Classification of Hyperspectral Remote Sensing Images by Joint Hybrid Convolution and Cascaded Group Attention Mechanisms
WANG Xiao-yan1, LIANG Wen-hui2, BI Chu-ran1, LI Jie3*, WANG Xi-yu2
1. School of Systems Science and Statistics, Beijing Wuzi University, Beijing 101149, China
2. School of Information, Beijing Wuzi University, Beijing 101149, China
3. School of Electromechanical and Vehicle Engineering, Beijing University of Civil Engineering and Architecture, Beijing 102616, China
摘要: 高光谱遥感影像丰富的光谱信息,能够为地物分类提供可靠的数据支持。
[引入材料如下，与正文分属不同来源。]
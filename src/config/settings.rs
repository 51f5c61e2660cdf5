//! Application settings loading from config.toml
//!
//! Every setting has a default, so the file is optional. A missing file falls
//! back to the defaults; a file that exists but cannot be parsed is an error.

use crate::{
    core::{legacy::DEFAULT_STORAGE_KEY, record::Category},
    errors::{Error, Result},
};
use serde::Deserialize;
use std::{io::ErrorKind, path::Path, time::Duration};
use tracing::info;

/// Environment variable naming the settings file.
pub const CONFIG_PATH_VAR: &str = "PRICE_BUDDY_CONFIG";

/// Settings file used when `PRICE_BUDDY_CONFIG` is unset.
pub const DEFAULT_CONFIG_PATH: &str = "config.toml";

/// Configuration structure representing the entire config.toml file
#[derive(Debug, Clone, Default, PartialEq, Eq, Deserialize)]
#[serde(default)]
pub struct Settings {
    /// Legacy source settings
    pub legacy: LegacySettings,
    /// Discord interaction settings
    pub bot: BotSettings,
}

/// Where legacy records are read from
#[derive(Debug, Clone, PartialEq, Eq, Deserialize)]
#[serde(default)]
pub struct LegacySettings {
    /// `local_storage` key holding the flat JSON product list
    pub storage_key: String,
}

impl Default for LegacySettings {
    fn default() -> Self {
        Self {
            storage_key: DEFAULT_STORAGE_KEY.to_string(),
        }
    }
}

/// Discord interaction settings
#[derive(Debug, Clone, PartialEq, Eq, Deserialize)]
#[serde(default)]
pub struct BotSettings {
    /// Seconds a confirmation prompt waits before counting as declined
    pub confirm_timeout_secs: u64,
    /// Category a new session starts on
    pub default_category: Category,
}

impl Default for BotSettings {
    fn default() -> Self {
        Self {
            confirm_timeout_secs: 60,
            default_category: Category::Toilet,
        }
    }
}

impl BotSettings {
    /// Confirmation timeout as a [`Duration`].
    #[must_use]
    pub const fn confirm_timeout(&self) -> Duration {
        Duration::from_secs(self.confirm_timeout_secs)
    }
}

/// Parses settings from TOML text.
///
/// # Errors
/// Returns [`Error::Config`] when the TOML is invalid or a value has the wrong type.
pub fn parse_config(contents: &str) -> Result<Settings> {
    toml::from_str(contents).map_err(|e| Error::Config {
        message: format!("Failed to parse config.toml: {e}"),
    })
}

/// Loads settings from a TOML file
///
/// # Returns
/// * `Ok(Settings)` - Parsed settings, or the defaults when the file does not exist
/// * `Err(Error::Io)` - The path exists but could not be read
/// * `Err(Error::Config)` - The file was read but is not valid settings
pub fn load_config<P: AsRef<Path>>(path: P) -> Result<Settings> {
    let path = path.as_ref();
    match std::fs::read_to_string(path) {
        Ok(contents) => parse_config(&contents),
        Err(e) if e.kind() == ErrorKind::NotFound => {
            info!("No config file at {}, using defaults", path.display());
            Ok(Settings::default())
        }
        Err(e) => Err(e.into()),
    }
}

/// Loads settings from `PRICE_BUDDY_CONFIG`, or ./config.toml when unset
pub fn load_default_config() -> Result<Settings> {
    let path = std::env::var(CONFIG_PATH_VAR).unwrap_or_else(|_| DEFAULT_CONFIG_PATH.to_string());
    load_config(path)
}

#[cfg(test)]
mod tests {
    #![allow(clippy::unwrap_used)]
    use super::*;

    #[test]
    fn test_parse_full_config() {
        let toml_str = r#"
            [legacy]
            storage_key = "old-products"

            [bot]
            confirm_timeout_secs = 30
            default_category = "tissue"
        "#;

        let settings = parse_config(toml_str).unwrap();
        assert_eq!(settings.legacy.storage_key, "old-products");
        assert_eq!(settings.bot.confirm_timeout(), Duration::from_secs(30));
        assert_eq!(settings.bot.default_category, Category::Tissue);
    }

    #[test]
    fn test_partial_config_uses_defaults() {
        let settings = parse_config("[bot]\nconfirm_timeout_secs = 5\n").unwrap();
        assert_eq!(settings.bot.confirm_timeout_secs, 5);
        assert_eq!(settings.bot.default_category, Category::Toilet);
        assert_eq!(settings.legacy.storage_key, "toilet-products");

        assert_eq!(parse_config("").unwrap(), Settings::default());
    }

    #[test]
    fn test_invalid_config_is_an_error() {
        let result = parse_config("[bot]\ndefault_category = \"kitchen\"\n");
        assert!(matches!(result, Err(Error::Config { .. })));

        let result = parse_config("not = [valid");
        assert!(matches!(result, Err(Error::Config { .. })));
    }

    #[test]
    fn test_missing_file_uses_defaults() {
        let settings = load_config("does/not/exist/config.toml").unwrap();
        assert_eq!(settings, Settings::default());
    }

    #[test]
    fn test_unreadable_path_is_an_io_error() {
        let result = load_config(concat!(env!("CARGO_MANIFEST_DIR"), "/src"));
        assert!(matches!(result, Err(Error::Io(_))));
    }

    #[test]
    fn test_load_repository_config() {
        let settings = load_config("config.toml").unwrap();
        assert_eq!(settings.legacy.storage_key, DEFAULT_STORAGE_KEY);
        assert_eq!(settings.bot.default_category, Category::Toilet);
    }
}
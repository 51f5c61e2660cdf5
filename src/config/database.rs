//! Database configuration module for `PriceBuddy`.
//!
//! This module handles `SQLite` database connection and table creation using `SeaORM`.
//! Tables are generated from the entity definitions with `Schema::create_table_from_entity`,
//! so the schema always matches the Rust structs. Creation is idempotent, which lets the
//! bot call it on every start against an existing database file.

use crate::entities::{LegacyProduct, LocalStorage, Product};
use crate::errors::Result;
use sea_orm::{ConnectionTrait, Database, DatabaseConnection, EntityTrait, Schema};
use tracing::info;

/// Default database location, created on first connect.
pub const DEFAULT_DATABASE_URL: &str = "sqlite://data/price_buddy.sqlite?mode=rwc";

/// Gets the database URL from environment variable or returns default `SQLite` path.
#[must_use]
pub fn get_database_url() -> String {
    std::env::var("DATABASE_URL").unwrap_or_else(|_| DEFAULT_DATABASE_URL.to_string())
}

/// Establishes a connection to the database named by `DATABASE_URL`.
///
/// Falls back to a local `SQLite` file if no environment variable is set.
pub async fn create_connection() -> Result<DatabaseConnection> {
    let database_url = get_database_url();
    info!("Connecting to database at {}", database_url);
    Database::connect(&database_url).await.map_err(Into::into)
}

async fn create_table<E: EntityTrait>(
    db: &DatabaseConnection,
    schema: &Schema,
    entity: E,
) -> Result<()> {
    let builder = db.get_database_backend();
    let mut statement = schema.create_table_from_entity(entity);
    statement.if_not_exists();
    db.execute(builder.build(&statement)).await?;
    Ok(())
}

/// Creates the products table and both legacy source tables if they are missing.
pub async fn create_tables(db: &DatabaseConnection) -> Result<()> {
    let schema = Schema::new(db.get_database_backend());

    create_table(db, &schema, Product).await?;
    create_table(db, &schema, LocalStorage).await?;
    create_table(db, &schema, LegacyProduct).await?;

    Ok(())
}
但是,光谱数据高维、冗余,空谱特征联合困难、光谱特征提取不充分等问题对基于深度学习的高光谱遥感影像分类提出了挑战。卷积神经网络(CNN)和Vision Transformer(ViT)是两种在计算机视觉领域中广泛使用的深度学习架构,各自有独特的优势和局限性。CNN擅长捕捉局部特征和空间层次结构,对图像的平移不变性有很好的处理能力。ViT通过自注意力机制能够捕捉图像中的全局依赖关系,对图像的复杂模式有较好的理解能力。为了提升高光谱遥感影像的分类精度,充分发挥CNN和ViT两种模型的优势,结合CNN的局部特征提取能力和ViT的全局上下文理解能力,创新性地将3D EfficientViT模块引入混合卷积,提出了一种联合混合卷积与级联群注意力机制的高光谱遥感影像分类算法EVIT3D_HSN。本算法在三维卷积提取高光谱遥感影像空谱联合特征及二维卷积提取空间特征的基础上引入3D Efficient ViT模块,提高了对不同数据集的泛化能力、更全面地捕捉了高光谱数据的图像特征,从而增强了分类算法的性能,同时并未增加模型复杂度。为了验证本算法的先进性,将本算法EVIT3D_HSN在高光谱遥感影像分类数据集India Pines、Pavia University和Salinas,与算法1DCNN、2DCNN、3DFCN和3DCNN进行对比实验,并于原算法HybridSN进行消融实验。EVIT3D_HSN在以上三种数据集的分类结果为:OA分别为97.66%、99.00%和99.65%,Kappa系数分别为97.3%、98.6%和99.6%。相比于1DCNN,模型分类精度分别提升了37.12%、25.09%和33.67%;相比于2DCNN,精度分别提升了59%、57.43%和46.92%;相比于3DFCN,精度分别提升了45.36%、24.5%和29.72%;相比于3DCNN,精度分别提升了28.05%、14.26%和34.29%;相比于HybridSN,分别提升了3.76%、1.85%和2.57%。此外,除IP数据集的Stone-Steel-Towers,PU数据集的Painted metal sheets和Shadows,以及SA数据集的Stubble地物之外,EVIT3D_HSN对其他共37种地物的F1值均最高。实验结果表明,EVIT3D_HSN在模型精度和泛化能力上的表现优于上述五种高光谱遥感影像分类算法,本模型具有良好的实用价值。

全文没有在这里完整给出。